▸ **WORK ORDER**
Locate the word "over" in the entries below, then gather every line that holds it.

Stored data entries:
fn validate_rects(
    canvas: &dyn Canvas,
    src: Option<DeviceRect>,
    dst: Option<DeviceRect>,
) -> Option<(DeviceRect, DeviceRect)> {
    let clip = canvas.device_clip_bounds();
    if clip.is_empty() {
        return None;
    }
    let bounds = canvas.device_bounds();
    let src = src.unwrap_or(clip).intersect(bounds);
    let dst = dst.unwrap_or(src).intersect(bounds);
    if src.is_empty() || dst.is_empty() {
        return None;
    }
    Some((src, dst))
}

#[cfg(test)]
#[path = "../tests/unit/manager.rs"]
mod tests;
//! Shot phase classification from consecutive draw lengths
//!
//! Memoryless: only the current and immediately preceding analysis are
//! compared. Rules are checked in priority order and the first match wins.

use serde::{Deserialize, Serialize};

use super::analysis::FrameAnalysis;
use super::config::PhaseThresholds;

#[derive(Clone, Copy, Debug, Default, PartialEq, Eq, Serialize, Deserialize)]
#[serde(rename_all = "snake_case")]
pub enum ShotPhase {
    #[default]
    Idle,
    Drawing,
    Anchor,
    Release,
    FollowThrough,
}

impl ShotPhase {
    pub fn name(&self) -> &'static str {
        match self {
            ShotPhase::Idle => "idle",
            ShotPhase::Drawing => "drawing",
            ShotPhase::Anchor => "anchor",
            ShotPhase::Release => "release",
            ShotPhase::FollowThrough => "follow_through",
        }
    }
}

/// Classify with the default thresholds
pub fn detect_shot_phase(
    current: Option<&FrameAnalysis>,
    previous: Option<&FrameAnalysis>,
) -> ShotPhase {
    detect_shot_phase_with(current, previous, &PhaseThresholds::default())
}

pub fn detect_shot_phase_with(
    current: Option<&FrameAnalysis>,
    previous: Option<&FrameAnalysis>,
    thresholds: &PhaseThresholds,
) -> ShotPhase {
    match (current, previous) {
        (Some(current), Some(previous)) => {
            classify_draw(current.draw_length, previous.draw_length, thresholds)
        }
        _ => ShotPhase::Idle,
    }
}

/// Priority-ordered rules over two consecutive draw lengths
pub fn classify_draw(current: f64, previous: f64, t: &PhaseThresholds) -> ShotPhase {
    if current > previous + t.drawing_delta {
        return ShotPhase::Drawing;
    }
    if current > t.anchor_min_length && (current - previous).abs() < t.anchor_max_delta {
        return ShotPhase::Anchor;
    }
    if current < previous - t.release_delta {
        return ShotPhase::Release;
    }
    if current < t.follow_through_max_length {
        return ShotPhase::FollowThrough;
    }
    ShotPhase::Idle
}

#[cfg(test)]
mod tests {
    use super::*;
    use crate::form::analysis::analyze_archery_form;
    use crate::form::keypoints::{Keypoint, Landmark};

    fn classify(previous: f64, current: f64) -> ShotPhase {
        classify_draw(current, previous, &PhaseThresholds::default())
    }

    /// Complete frame whose draw wrist sits `reach` units right of the draw shoulder
    fn frame_with_reach(reach: f64) -> Vec<Option<Landmark>> {
        let mut frame = vec![None; 33];
        let mut set = |kp: Keypoint, x: f64, y: f64| frame[kp.index()] = Some(Landmark::new(x, y));
        set(Keypoint::Nose, 250.0, 40.0);
        set(Keypoint::LeftShoulder, 200.0, 100.0);
        set(Keypoint::RightShoulder, 300.0, 100.0);
        set(Keypoint::LeftElbow, 110.0, 100.0);
        set(Keypoint::LeftWrist, 0.0, 100.0);
        set(Keypoint::RightElbow, 300.0 + reach / 2.0, 130.0);
        set(Keypoint::RightWrist, 300.0 + reach, 100.0);
        set(Keypoint::LeftHip, 210.0, 300.0);
        set(Keypoint::RightHip, 290.0, 300.0);
        frame
    }

    #[test]
    fn test_drawing() {
        assert_eq!(classify(50.0, 60.0), ShotPhase::Drawing);
    }

    #[test]
    fn test_anchor() {
        assert_eq!(classify(100.0, 101.0), ShotPhase::Anchor);
        assert_eq!(classify(120.0, 120.0), ShotPhase::Anchor);
    }

    #[test]
    fn test_release() {
        assert_eq!(classify(100.0, 85.0), ShotPhase::Release);
    }

    #[test]
    fn test_follow_through() {
        assert_eq!(classify(75.0, 72.0), ShotPhase::FollowThrough);
    }

    #[test]
    fn test_large_drop_below_follow_through_is_release() {
        // Rule order: a 20-unit drop is a release even though 70 < 80
        assert_eq!(classify(90.0, 70.0), ShotPhase::Release);
    }

    #[test]
    fn test_idle() {
        assert_eq!(classify(95.0, 97.0), ShotPhase::Idle);
        assert_eq!(classify(150.0, 146.0), ShotPhase::Idle);
    }

    #[test]
    fn test_short_steady_draw_is_follow_through() {
        // Below the follow-through length every non-matching frame lands there
        assert_eq!(classify(50.0, 52.0), ShotPhase::FollowThrough);
    }

    #[test]
    fn test_boundaries_are_strict() {
        // Exactly +5 is not drawing; exactly 100 is not anchor; exactly -10 is not release
        assert_eq!(classify(95.0, 100.0), ShotPhase::Idle);
        assert_eq!(classify(100.0, 100.0), ShotPhase::Idle);
        assert_eq!(classify(100.0, 90.0), ShotPhase::Idle);
        assert_eq!(classify(90.0, 80.0), ShotPhase::Idle);
    }

    #[test]
    fn test_drawing_beats_anchor() {
        assert_eq!(classify(110.0, 116.0), ShotPhase::Drawing);
    }

    #[test]
    fn test_release_beats_follow_through() {
        assert_eq!(classify(90.0, 60.0), ShotPhase::Release);
    }

    #[test]
    fn test_missing_inputs_are_idle() {
        let a = analyze_archery_form(&frame_with_reach(60.0)).unwrap();
        assert_eq!(detect_shot_phase(None, None), ShotPhase::Idle);
        assert_eq!(detect_shot_phase(Some(&a), None), ShotPhase::Idle);
        assert_eq!(detect_shot_phase(None, Some(&a)), ShotPhase::Idle);
    }

    #[test]
    fn test_from_analyses() {
        let short = analyze_archery_form(&frame_with_reach(50.0)).unwrap();
        let long = analyze_archery_form(&frame_with_reach(60.0)).unwrap();
        assert!((short.draw_length - 50.0).abs() < 1e-3);
        assert_eq!(detect_shot_phase(Some(&long), Some(&short)), ShotPhase::Drawing);
        assert_eq!(detect_shot_phase(Some(&short), Some(&short)), ShotPhase::FollowThrough);
    }

    #[test]
    fn test_custom_thresholds() {
        let normalized = PhaseThresholds {
            drawing_delta: 0.02,
            anchor_min_length: 0.3,
            anchor_max_delta: 0.01,
            release_delta: 0.05,
            follow_through_max_length: 0.2,
        };
        assert_eq!(classify_draw(0.35, 0.345, &normalized), ShotPhase::Anchor);
        assert_eq!(classify_draw(0.25, 0.35, &normalized), ShotPhase::Release);
    }

    #[test]
    fn test_names() {
        assert_eq!(ShotPhase::FollowThrough.name(), "follow_through");
        assert_eq!(
            serde_json::to_string(&ShotPhase::FollowThrough).unwrap(),
            "\"follow_through\""
        );
        assert_eq!(ShotPhase::default(), ShotPhase::Idle);
    }
}
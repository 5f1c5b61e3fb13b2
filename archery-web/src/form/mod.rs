//! Form module - archery form scoring and shot phase classification
//!
//! Re-exports only. All logic in submodules.

mod analysis;
mod config;
mod geometry;
mod handedness;
mod keypoints;
mod phase;
mod tracker;

pub use analysis::{
    analyze_archery_form, analyze_with, try_analyze, Criterion, CriterionScores, FrameAnalysis,
    Indeterminate, Measurements,
};
pub use config::{ConfigError, FormConfig, PhaseThresholds, ScoringConfig};
pub use geometry::{calculate_angle, calculate_distance, line_tilt};
pub use handedness::{determine_dominant_hand, Side};
pub use keypoints::{landmark_at, Keypoint, Landmark, MIN_LANDMARKS, POSE_LANDMARK_COUNT};
pub use phase::{classify_draw, detect_shot_phase, detect_shot_phase_with, ShotPhase};
pub use tracker::{GapPolicy, ShotTracker};
//! Bow-arm / draw-arm inference from a single frame

use serde::{Deserialize, Serialize};

use super::keypoints::{landmark_at, Keypoint, Landmark};

#[derive(Clone, Copy, Debug, PartialEq, Eq, Serialize, Deserialize)]
#[serde(rename_all = "lowercase")]
pub enum Side {
    Left,
    Right,
}

impl Side {
    pub fn name(&self) -> &'static str {
        match self {
            Side::Left => "left",
            Side::Right => "right",
        }
    }

    pub fn opposite(self) -> Self {
        match self {
            Side::Left => Side::Right,
            Side::Right => Side::Left,
        }
    }
}

/// Infer the dominant (draw) hand.
///
/// The wrist reaching further horizontally from the shoulder midline holds
/// the bow, so the dominant hand is the other one (the extended side is
/// never reported as dominant). An exact tie reads as
/// right-handed (bow in the left hand). Returns `None` if either shoulder or
/// wrist is missing.
pub fn determine_dominant_hand(frame: &[Option<Landmark>]) -> Option<Side> {
    let left_shoulder = landmark_at(frame, Keypoint::LeftShoulder)?;
    let right_shoulder = landmark_at(frame, Keypoint::RightShoulder)?;
    let left_wrist = landmark_at(frame, Keypoint::LeftWrist)?;
    let right_wrist = landmark_at(frame, Keypoint::RightWrist)?;

    let center_x = (left_shoulder.x + right_shoulder.x) / 2.0;
    let left_extension = (left_wrist.x - center_x).abs();
    let right_extension = (right_wrist.x - center_x).abs();

    if right_extension > left_extension {
        Some(Side::Left)
    } else {
        Some(Side::Right)
    }
}
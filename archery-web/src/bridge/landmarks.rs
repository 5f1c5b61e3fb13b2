//! Landmark decoding from the JS pose pipeline
//!
//! JavaScript hands over MediaPipe pose landmarks as a flat Float32Array,
//! four values per landmark: x, y, z, visibility. Depth is ignored.
//! Values are widened to f64 on the way in; the engine never sees f32.

use crate::form::{try_analyze, FormConfig, FrameAnalysis, Indeterminate, Landmark};

/// Floats per landmark in the flat buffer (x, y, z, visibility)
pub const VALUES_PER_LANDMARK: usize = 4;

/// Why a flat buffer produced no analysis
#[derive(Clone, Copy, Debug, PartialEq, Eq)]
pub enum FrameIssue {
    /// Buffer length is not a whole number of landmarks
    BadLength(usize),
    Indeterminate(Indeterminate),
}

impl std::fmt::Display for FrameIssue {
    fn fmt(&self, f: &mut std::fmt::Formatter<'_>) -> std::fmt::Result {
        match self {
            FrameIssue::BadLength(len) => write!(
                f,
                "invalid landmark data length: {} (expected a multiple of {})",
                len, VALUES_PER_LANDMARK
            ),
            FrameIssue::Indeterminate(reason) => write!(f, "form indeterminate: {}", reason),
        }
    }
}

/// Decode a flat buffer into an optional-landmark frame.
///
/// A slot is empty when x or y is not finite or its visibility is below
/// `min_visibility`.
pub fn decode_landmarks(data: &[f32], min_visibility: f64) -> Result<Vec<Option<Landmark>>, FrameIssue> {
    if data.len() % VALUES_PER_LANDMARK != 0 {
        return Err(FrameIssue::BadLength(data.len()));
    }

    let frame = data
        .chunks_exact(VALUES_PER_LANDMARK)
        .map(|values| {
            let landmark = Landmark::new(f64::from(values[0]), f64::from(values[1]));
            let visibility = f64::from(values[3]);
            // NaN visibility never passes a non-zero gate
            let visible = min_visibility <= 0.0 || visibility >= min_visibility;
            (landmark.is_finite() && visible).then_some(landmark)
        })
        .collect();

    Ok(frame)
}

/// Decode and analyze in one step
pub fn analyze_flat(data: &[f32], config: &FormConfig) -> Result<FrameAnalysis, FrameIssue> {
    let frame = decode_landmarks(data, config.min_visibility)?;
    try_analyze(&frame, &config.scoring).map_err(FrameIssue::Indeterminate)
}

#[cfg(test)]
mod tests {
    use super::*;
    use crate::form::{Keypoint, POSE_LANDMARK_COUNT};

    fn flat_frame(points: &[(Keypoint, f32, f32, f32)]) -> Vec<f32> {
        let mut data = vec![f32::NAN; POSE_LANDMARK_COUNT * VALUES_PER_LANDMARK];
        for (kp, x, y, visibility) in points {
            let base = kp.index() * VALUES_PER_LANDMARK;
            data[base] = *x;
            data[base + 1] = *y;
            data[base + 2] = 0.0;
            data[base + 3] = *visibility;
        }
        data
    }

    fn archer(visibility: f32) -> Vec<f32> {
        flat_frame(&[
            (Keypoint::Nose, 0.50, 0.20, 0.99),
            (Keypoint::LeftShoulder, 0.40, 0.40, 0.99),
            (Keypoint::RightShoulder, 0.60, 0.40, 0.99),
            (Keypoint::LeftElbow, 0.25, 0.40, 0.99),
            (Keypoint::LeftWrist, 0.10, 0.40, 0.99),
            (Keypoint::RightElbow, 0.70, 0.45, visibility),
            (Keypoint::RightWrist, 0.62, 0.38, 0.99),
            (Keypoint::LeftHip, 0.42, 0.80, 0.99),
            (Keypoint::RightHip, 0.58, 0.80, 0.99),
        ])
    }

    #[test]
    fn test_decode_full_frame() {
        let frame = decode_landmarks(&archer(0.9), 0.0).unwrap();
        assert_eq!(frame.len(), POSE_LANDMARK_COUNT);
        let shoulder = frame[Keypoint::LeftShoulder.index()].unwrap();
        assert!((shoulder.x - 0.40).abs() < 1e-6);
        assert!((shoulder.y - 0.40).abs() < 1e-6);
        // Unfilled slots carry NaN coordinates
        assert_eq!(frame[Keypoint::LeftEye.index()], None);
    }

    #[test]
    fn test_widening_keeps_threshold_geometry() {
        // A straight bow arm in f32 pixel coordinates must still read as straight
        let mut data = archer(0.9);
        for (kp, x, y) in [
            (Keypoint::LeftShoulder, 412.3_f32, 218.7_f32),
            (Keypoint::LeftElbow, 301.9, 218.7),
            (Keypoint::LeftWrist, 191.5, 218.7),
        ] {
            let base = kp.index() * VALUES_PER_LANDMARK;
            data[base] = x;
            data[base + 1] = y;
        }
        let frame = decode_landmarks(&data, 0.0).unwrap();
        let a = frame[Keypoint::LeftShoulder.index()].unwrap();
        let b = frame[Keypoint::LeftElbow.index()].unwrap();
        let c = frame[Keypoint::LeftWrist.index()].unwrap();
        assert!((crate::form::calculate_angle(a, b, c) - 180.0).abs() < 1e-9);
    }

    #[test]
    fn test_bad_length() {
        assert_eq!(decode_landmarks(&[0.0; 99], 0.0), Err(FrameIssue::BadLength(99)));
        assert_eq!(decode_landmarks(&[], 0.0), Ok(Vec::new()));
    }

    #[test]
    fn test_visibility_gate() {
        let frame = decode_landmarks(&archer(0.3), 0.5).unwrap();
        assert_eq!(frame[Keypoint::RightElbow.index()], None);
        let frame = decode_landmarks(&archer(0.3), 0.0).unwrap();
        assert!(frame[Keypoint::RightElbow.index()].is_some());
    }

    #[test]
    fn test_analyze_flat() {
        let analysis = analyze_flat(&archer(0.9), &FormConfig::default()).unwrap();
        assert_eq!(analysis.bow_arm.name(), "left");
        assert_eq!(analysis.scores.shoulder_alignment, 100.0);

        let strict = FormConfig {
            min_visibility: 0.5,
            ..FormConfig::default()
        };
        assert_eq!(
            analyze_flat(&archer(0.3), &strict),
            Err(FrameIssue::Indeterminate(Indeterminate::MissingLandmark(Keypoint::RightElbow)))
        );
    }

    #[test]
    fn test_short_buffer_is_indeterminate() {
        let data = vec![0.5; 10 * VALUES_PER_LANDMARK];
        assert_eq!(
            analyze_flat(&data, &FormConfig::default()),
            Err(FrameIssue::Indeterminate(Indeterminate::TooFewLandmarks { found: 10 }))
        );
    }

    #[test]
    fn test_issue_messages() {
        assert_eq!(
            FrameIssue::BadLength(7).to_string(),
            "invalid landmark data length: 7 (expected a multiple of 4)"
        );
        assert_eq!(
            FrameIssue::Indeterminate(Indeterminate::MissingLandmark(Keypoint::Nose)).to_string(),
            "form indeterminate: nose not detected"
        );
    }
}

▸ **EXERCISE SOLUTION**
/// Priority-ordered rules over two consecutive draw lengths
//! JavaScript hands over MediaPipe pose landmarks as a flat Float32Array,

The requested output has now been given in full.